Ahora que..., a una especie de minibús aquí en mi ciudad se le llama Calafia, hay un hotel llamado Calafia en Rosarito y el teatro del Instituto Tecnológico de Tijuana se llama Calafornix. Ah y si algún día compongo algún poema a esta mi tierra, empezaría con algo así “Oh tierra de Calafia, que entre dos mares te yergues…”  

  Aquí se recoge la historia del origen del nombre en la página de gobierno del Estado de Baja California y en la de los vecinos de la península, los del Estado de Baja California Sur (Ellos son los habitantes a los que su tierra se bautizó como California).

http://www.bajacalifornia.gob.mx/portal/nuestro_estado/historia/primeras_exploraciones.jsp
http://www.bcs.gob.mx/index.php?option=com_content&task=view&id=330&Itemid=73#exploraciones


----------



## Spectre scolaire

I wonder if this debate about the etymology of California has turned out to be somehow “Eurocentric”. For the sake of argument I find the suggestion made by _Asgaard_ intriguing. If “_California_ is mentioned as a country in one of those medieval Spanish romances that drove Don Quixote mad” – cf. _palomnik_ – it seems very likely that the Spaniards who named California used just this name. The etymology suggested by _HUMBERTO_ is equally a “hot” one.

But this is all beyond my point in the discussion. 

I think we all agree that California – or some part of this rather big territory – must have had a name _before_ the Spaniards came along. As I mentioned in #6, 31 native languages of today’s California are already extinct, a fact which gives us unbridled outlet for “imposing” a European-made name. And this may indeed be exactly what happened! I have nothing against finding the etymology of the name California – but there is a Eurocentric way of doing this and there is a native American one. Consider the following scenario:

A tribe in the area calls its territory *Qalifur* – with the first consonant being an _ejective_ (which is quite common in Californian languages), and whatever follows, makes the Spaniard exclaim: “Wow! Listen to that! He calls the country like in this romance I learned from my grandmother! And it is so hot here that he can’t even pronounce a [k], but spits it!”

California was born... 

I tried to hint at a folk etymology, but was rebuffed. Not that I am convinced about the suggested naming procedure, but I am quite certain that Indian names of California preceded European ones.

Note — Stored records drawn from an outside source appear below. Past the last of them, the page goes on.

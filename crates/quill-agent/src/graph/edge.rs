use std::collections::HashMap;
use std::sync::Arc;

use quill_core::error::{QuillError, Result};

use crate::state::{Critique, RunState};

/// Terminal pseudo-node. Routing here ends the run.
pub const END: &str = "__end__";

/// Labels produced by [`review_router`].
pub const REVIEW_LABELS: [&str; 2] = ["continue", "end"];

/// Predicate choosing a route label from the current state.
pub type RouteFn = Arc<dyn Fn(&RunState) -> String + Send + Sync>;

/// A transition between nodes.
#[derive(Clone, Debug)]
pub enum Edge {
    /// Always taken.
    Static { from: String, to: String },
    /// Chosen at runtime by a predicate over the state.
    Conditional(ConditionalEdge),
}

impl Edge {
    pub fn from(&self) -> &str {
        match self {
            Self::Static { from, .. } => from,
            Self::Conditional(edge) => &edge.from,
        }
    }

    /// Every node this edge can lead to.
    pub fn targets(&self) -> Vec<&str> {
        match self {
            Self::Static { to, .. } => vec![to.as_str()],
            Self::Conditional(edge) => edge.routes.values().map(String::as_str).collect(),
        }
    }
}

/// A predicate plus its label → target routing table.
#[derive(Clone)]
pub struct ConditionalEdge {
    pub from: String,
    /// Labels the predicate may return.
    pub labels: Vec<String>,
    pub routes: HashMap<String, String>,
    predicate: RouteFn,
}

impl ConditionalEdge {
    pub fn new(
        from: impl Into<String>,
        labels: Vec<String>,
        predicate: RouteFn,
        routes: HashMap<String, String>,
    ) -> Self {
        Self {
            from: from.into(),
            labels,
            routes,
            predicate,
        }
    }

    /// Evaluate the predicate and resolve its label to a target.
    pub fn route(&self, state: &RunState) -> Result<(String, &str)> {
        let label = (self.predicate)(state);
        match self.routes.get(&label) {
            Some(target) => Ok((label, target.as_str())),
            None => Err(QuillError::GraphDefinition(format!(
                "router on '{}' returned unknown label '{}'",
                self.from, label
            ))),
        }
    }
}

impl std::fmt::Debug for ConditionalEdge {
    fn fmt(&self, f: &mut std::fmt::Formatter<'_>) -> std::fmt::Result {
        f.debug_struct("ConditionalEdge")
            .field("from", &self.from)
            .field("labels", &self.labels)
            .field("routes", &self.routes)
            .finish_non_exhaustive()
    }
}

/// Route after a review: `"end"` once approved, `"continue"` otherwise.
///
/// A state that has not been reviewed yet routes to `"continue"`.
pub fn review_router(state: &RunState) -> &'static str {
    match state.critique() {
        Some(Critique::Approved) => "end",
        _ => "continue",
    }
}

#[cfg(test)]
mod tests {
    use super::*;
    use crate::state::StatePatch;

    fn review_edge() -> ConditionalEdge {
        ConditionalEdge::new(
            "critique",
            REVIEW_LABELS.iter().map(|l| l.to_string()).collect(),
            Arc::new(|s: &RunState| review_router(s).to_string()),
            HashMap::from([
                ("continue".to_string(), "revise".to_string()),
                ("end".to_string(), END.to_string()),
            ]),
        )
    }

    #[test]
    fn test_review_router() {
        let state = RunState::new("t");
        assert_eq!(review_router(&state), "continue");

        let rejected = state.replace(StatePatch::new().critique(Critique::NeedsRevision("x".into())));
        assert_eq!(review_router(&rejected), "continue");

        let approved = rejected.replace(StatePatch::new().critique(Critique::Approved));
        assert_eq!(review_router(&approved), "end");
        // The router only reads.
        assert_eq!(approved.critique(), Some(&Critique::Approved));
    }

    #[test]
    fn test_conditional_route_resolves_target() {
        let edge = review_edge();
        let approved = RunState::new("t").replace(StatePatch::new().critique(Critique::Approved));
        let (label, target) = edge.route(&approved).unwrap();
        assert_eq!(label, "end");
        assert_eq!(target, END);
    }

    #[test]
    fn test_unknown_label_is_definition_error() {
        let edge = ConditionalEdge::new(
            "critique",
            vec!["end".into()],
            Arc::new(|_: &RunState| "sideways".to_string()),
            HashMap::from([("end".to_string(), END.to_string())]),
        );
        let err = edge.route(&RunState::new("t")).unwrap_err();
        assert!(matches!(err, QuillError::GraphDefinition(_)));
    }

    #[test]
    fn test_edge_targets() {
        let edge = Edge::Conditional(review_edge());
        let mut targets = edge.targets();
        targets.sort();
        assert_eq!(targets, vec![END, "revise"]);
        assert_eq!(edge.from(), "critique");
    }
}
const DRAFT_PROMPT: &str = "Write a 5-paragraph article in markdown.";
const CRITIQUE_PROMPT: &str =
    "Review the article. Return [DONE] if it is good, or provide brief feedback.";
const REVISE_PROMPT: &str = "Edit the article based on the critique.";

/// The search query for a topic.
pub fn search_query(topic: &str) -> String {
    if topic.chars().count() < MIN_QUERY_CHARS {
        format!("{}{}", SHORT_TOPIC_PREFIX, topic)
    } else {
        topic.to_string()
    }
}

/// Shared handle on the generation provider.
#[derive(Clone)]
pub struct Writer {
    llm: Arc<dyn LlmClient>,
    model: ModelConfig,
}

impl Writer {
    pub fn new(llm: Arc<dyn LlmClient>, model: ModelConfig) -> Self {
        Self { llm, model }
    }

    async fn ask(&self, system: &str, user: String, options: ChatOptions) -> Result<String> {
        let messages = vec![ChatMessage::system(system), ChatMessage::user(user)];
        self.llm.generate(&self.model, messages, options).await
    }
}

fn sources_json(docs: &DocumentSet) -> Result<String> {
    Ok(serde_json::to_string(docs)?)
}

/// Fetch candidate sources for the topic.
pub struct SearchStep {
    search: Arc<dyn SearchProvider>,
    results: usize,
}

impl SearchStep {
    pub fn new(search: Arc<dyn SearchProvider>, results: usize) -> Self {
        Self { search, results }
    }
}

impl Step for SearchStep {
    fn run<'a>(&'a self, state: &'a RunState) -> BoxFuture<'a, Result<RunState>> {
        Box::pin(async move {
            let query = search_query(state.topic());
            debug!(provider = self.search.name(), query = %query, k = self.results, "Searching");
            let docs = self.search.search(&query, self.results).await?;
            debug!(results = docs.len(), "Search returned");
            Ok(state.replace(StatePatch::new().search_results(docs)))
        })
    }
}

#[derive(Deserialize)]
struct CuratedUrls {
    urls: Vec<String>,
}

/// Have the model pick the most relevant sources, then keep only those.
pub struct CurateStep {
    writer: Writer,
    keep: usize,
}

impl CurateStep {
    pub fn new(writer: Writer, keep: usize) -> Self {
        Self { writer, keep }
    }

    fn prompt(&self) -> String {
        format!(
            "Return the {} most relevant article URLs as JSON: {{\"urls\": [\"url1\", ...]}}",
            self.keep
        )
    }
}

/// Parse the curator's reply into its URL list.
pub fn parse_curated_urls(reply: &str) -> Result<Vec<String>> {
    let parsed: CuratedUrls = serde_json::from_str(reply.trim()).map_err(|e| {
        QuillError::Validation(format!("curator returned malformed JSON: {}", e))
    })?;
    Ok(parsed.urls)
}

impl Step for CurateStep {
    fn run<'a>(&'a self, state: &'a RunState) -> BoxFuture<'a, Result<RunState>> {
        Box::pin(async move {
            let candidates = state.search_results().ok_or_else(|| {
                QuillError::Validation("curate requires search results".into())
            })?;

            let user = format!(
                "Topic: {}\nArticles: {}",
                state.topic(),
                sources_json(candidates)?
            );
            let reply = self.writer.ask(&self.prompt(), user, ChatOptions::json()).await?;

            let urls = parse_curated_urls(&reply)?;
            let mut curated = candidates.retain_urls(urls.as_slice());
            // The cap counts matched documents only, in search order.
            curated.truncate(self.keep);

            if curated.is_empty() {
                warn!(
                    topic = %state.topic(),
                    selected = urls.len(),
                    "Curator selected no known sources, continuing without sources"
                );
            } else {
                debug!(kept = curated.len(), of = candidates.len(), "Sources curated");
            }

            Ok(state.replace(StatePatch::new().search_results(curated)))
        })
    }
}

/// Write the first draft from the curated sources.
pub struct DraftStep {
    writer: Writer,
}

impl DraftStep {
    pub fn new(writer: Writer) -> Self {
        Self { writer }
    }
}

impl Step for DraftStep {
    fn run<'a>(&'a self, state: &'a RunState) -> BoxFuture<'a, Result<RunState>> {
        Box::pin(async move {
            let sources = state.search_results().ok_or_else(|| {
                QuillError::Validation("draft requires curated sources".into())
            })?;
            let user = format!(
                "Topic: {}\nSources: {}",
                state.topic(),
                sources_json(sources)?
            );
            let article = self
                .writer
                .ask(DRAFT_PROMPT, user, ChatOptions::default())
                .await?;
            Ok(state.replace(StatePatch::new().article(article)))
        })
    }
}

/// Review the current article.
pub struct CritiqueStep {
    writer: Writer,
}

impl CritiqueStep {
    pub fn new(writer: Writer) -> Self {
        Self { writer }
    }
}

Our next task is to find the etymology of the word of which _California_ is the superimposed European version. As I said in #4, “it is doubtful whether we will ever know the true orgin of the name.”
 ​


----------



## tom_in_bahia

This reminds me of the folk etymology about Arizona that I bought into for a long time: Arid Zone...it's laughable after studying linguistics now, but at the time I was naive. Later, in college, I learned that Arizona came from the Spanish interpretation of a Tohono O'odham word "Alishonak" which meant something like "small river"-- possibly the Salt River (I guess?). I can't remember off hand.

I had heard that California was the name of a magical land in one of those knightly novels from 16th century Spain (I don't remember that novel being Don Quixote, seeing as how it was actually a spoof of those previous novels) that the explorer who discovered California happened to be reading when the place was found by him and his fleet.


----------